Announcement

Penn's Center for Neurodegenerative Disease Research (CNDR) will partner with Johnson & Johnson Pharmaceutical Research and Development, L.L.C., (J&JPRD) to develop algorithms that can identify changes in biomarkers related to disease diagnosis and for monitoring disease progression.

The three-year project entitled "Neurodegenerative Informatics and Biosignature Program" will integrate CNDR's robust and interactive database of clinical, pathological and biomarker information on patients with neurodegenerative disease — especially Alzheimer's disease (AD) — with other public datasets for neurodegenerative disorders, such as the Alzheimer's Disease Neuroimaging Initiative (ADNI, www.adni-info.org/).

"This partnership allows us to pool our resources, build on our respective work and look at the data under a new light," said Li-San Wang, PhD, Assistant Professor of Pathology and Laboratory Medicine at the University of Pennsylvania School of Medicine, who will lead this project in collaboration with a team from Penn's CNDR. "We look forward to investigating new ways to mine the data for biomarker features that can help us track AD better and distinguish AD from other forms of dementia." The research team also includes Penn Medicine's John Q. Trojanowski, MD, PhD; Virginia M.-Y. Lee, PhD, MBA; Steven Arnold, MD; Vivianna Van Deerlin, PhD; Les Shaw, PhD; Christos Davatizikos, PhD; and Sharon Xie, PhD; and Young Baek.

J&JPRD will provide expertise in the integration, analysis, and mining of complex and heterogeneous discovery, translational, clinical, and health outcomes data. J&JPRD is funding the joint project.
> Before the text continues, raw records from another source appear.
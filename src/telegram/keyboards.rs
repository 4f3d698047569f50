use teloxide::types::{InlineKeyboardButton, InlineKeyboardMarkup};
use unic_langid::LanguageIdentifier;

use crate::carousel::{CallbackAction, NavButton, NavControl, MAX_SLIDES};
use crate::i18n;

/// Shorthand for a callback button carrying an encoded action.
pub fn cb(label: impl Into<String>, action: &CallbackAction) -> InlineKeyboardButton {
    InlineKeyboardButton::callback(label, action.encode())
}

pub fn keyboard_stats(keyboard: &InlineKeyboardMarkup) -> (usize, usize) {
    let rows = keyboard.inline_keyboard.len();
    let buttons = keyboard.inline_keyboard.iter().map(|row| row.len()).sum();
    (rows, buttons)
}

/// Navigation row attached to a published carousel post.
///
/// # Layout
/// ```text
/// [⬅️ Previous] [Next ➡️]
/// ```
/// A button at the sequence boundary keeps its place as a `·` placeholder
/// that answers with the `noop` payload.
pub fn nav_keyboard(nav: &NavControl, lang: &LanguageIdentifier) -> InlineKeyboardMarkup {
    let label = |button: &NavButton, key: &str| {
        if button.is_enabled() {
            i18n::t(lang, key)
        } else {
            i18n::t(lang, "button-disabled")
        }
    };

    InlineKeyboardMarkup::new(vec![vec![
        cb(label(&nav.prev, "button-prev"), &nav.prev.action()),
        cb(label(&nav.next, "button-next"), &nav.next.action()),
    ]])
}

/// Menu shown after each saved slide and on `/done`.
///
/// # Layout
/// ```text
/// [➕ Add another photo]   (only below the slide cap)
/// [📤 Post to channel]
/// [♻️ Start over]
/// ```
pub fn after_save_keyboard(slide_count: usize, lang: &LanguageIdentifier) -> InlineKeyboardMarkup {
    let mut rows = Vec::with_capacity(3);
    if slide_count < MAX_SLIDES {
        rows.push(vec![cb(i18n::t(lang, "button-more"), &CallbackAction::More)]);
    }
    rows.push(vec![cb(i18n::t(lang, "button-publish"), &CallbackAction::Publish)]);
    rows.push(vec![cb(i18n::t(lang, "button-reset"), &CallbackAction::Reset)]);

    InlineKeyboardMarkup::new(rows)
}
The collaborative CNDR — J&JPRD team — with experts in neurology, imaging, biostatistics, genetics, biomedical informatics, data mining, and computational analytical methods — will use state-of-the-art data fusion approaches to integrate multiple datasets and apply machine learning approaches to characterize the behavior of markers of interest.

"This initiative will accelerate efforts to realize the goal of making personalized medicine a practical reality for AD," said Dr. Trojanowski, director of Penn's Alzheimer's Disease Core Center, who noted that this is particularly timely with the rise of 'desktop medicine,' which describes a shift towards identifying personalized disease risk factors and intervening to prevent disease. "We hope to swiftly improve diagnostic accuracy and individualize therapy effectively for our patients."

 

Penn Medicine is one of the world’s leading academic medical centers, dedicated to the related missions of medical education, biomedical research, excellence in patient care, and community service. The organization consists of the University of Pennsylvania Health System and Penn’s Raymond and Ruth Perelman School of Medicine, founded in 1765 as the nation’s first medical school.

The Perelman School of Medicine is consistently among the nation's top recipients of funding from the National Institutes of Health, with $550 million awarded in the 2022 fiscal year. Home to a proud history of “firsts” in medicine, Penn Medicine teams have pioneered discoveries and innovations that have shaped modern medicine, including recent breakthroughs such as CAR T cell therapy for cancer and the mRNA technology used in COVID-19 vaccines.

The University of Pennsylvania Health System’s patient care facilities stretch from the Susquehanna River in Pennsylvania to the New Jersey shore. These include the Hospital of the University of Pennsylvania, Penn Presbyterian Medical Center, Chester County Hospital, Lancaster General Health, Penn Medicine Princeton Health, and Pennsylvania Hospital—the nation’s first hospital, founded in 1751. Additional facilities and enterprises include Good Shepherd Penn Partners, Penn Medicine at Home, Lancaster Behavioral Health Hospital, and Princeton House Behavioral Health, among others.

Penn Medicine is an $11.1 billion enterprise powered by more than 49,000 talented faculty and staff.